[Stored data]
+===+
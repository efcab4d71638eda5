//! FFI safety wrappers — converts Rust values for C callers.

use std::ffi::{CStr, CString};
use std::os::raw::{c_char, c_int};

/// Converts arguments into owned C strings.
///
/// Returns `None` if any argument contains a NUL byte.
pub fn to_c_strings(args: &[String]) -> Option<Vec<CString>> {
    args.iter().map(|arg| CString::new(arg.as_str()).ok()).collect()
}

/// Borrows a NUL-terminated UTF-8 string from a C caller.
///
/// Returns `None` for a null pointer or invalid UTF-8.
///
/// # Safety
///
/// A non-null `ptr` must point to a NUL-terminated string that outlives `'a`.
pub unsafe fn borrow_c_str<'a>(ptr: *const c_char) -> Option<&'a str> {
    if ptr.is_null() {
        return None;
    }
    unsafe { CStr::from_ptr(ptr) }.to_str().ok()
}

/// Copies `value` into a caller buffer, `snprintf`-style.
///
/// At most `buf_len - 1` bytes are copied and the buffer is always
/// NUL-terminated when `buf_len > 0`. Returns the full length of `value`,
/// so a caller can detect truncation, or -1 if it does not fit a `c_int`.
///
/// # Safety
///
/// A non-null `buf` must be valid for writes of `buf_len` bytes.
pub unsafe fn copy_to_buffer(value: &str, buf: *mut c_char, buf_len: usize) -> c_int {
    let Ok(len) = c_int::try_from(value.len()) else {
        return -1;
    };
    if !buf.is_null() && buf_len > 0 {
        let n = value.len().min(buf_len - 1);
        unsafe {
            std::ptr::copy_nonoverlapping(value.as_ptr().cast::<c_char>(), buf, n);
            *buf.add(n) = 0;
        }
    }
    len
}

#[cfg(test)]
mod tests {
    use super::*;

    #[test]
    fn test_to_c_strings() {
        let args = vec!["-f".to_string(), "cfgd.toml".to_string()];
        let owned = to_c_strings(&args).expect("no NUL bytes");
        assert_eq!(owned[1].to_str(), Ok("cfgd.toml"));
    }

    #[test]
    fn test_copy_truncates_and_terminates() {
        let mut buf = [0x7f as c_char; 5];
        let len = unsafe { copy_to_buffer("running_db", buf.as_mut_ptr(), buf.len()) };
        assert_eq!(len, 10);
        let copied = unsafe { CStr::from_ptr(buf.as_ptr()) };
        assert_eq!(copied.to_str(), Ok("runn"));

        let len = unsafe { copy_to_buffer("db", std::ptr::null_mut(), 0) };
        assert_eq!(len, 2);
    }

    #[test]
    fn test_borrow_rejects_null() {
        assert!(unsafe { borrow_c_str(std::ptr::null()) }.is_none());
        let owned = CString::new("system*").expect("no NUL");
        assert_eq!(unsafe { borrow_c_str(owned.as_ptr()) }, Some("system*"));
    }

    #[test]
    fn test_interior_nul_rejected() {
        let args = vec!["bad\0arg".to_string()];
        assert!(to_c_strings(&args).is_none());
    }
}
+===+
** THE TASK **
In the entries above, find the lines containing the word "toml" and say how many there are, with no other words.

** TASK ANSWER **
2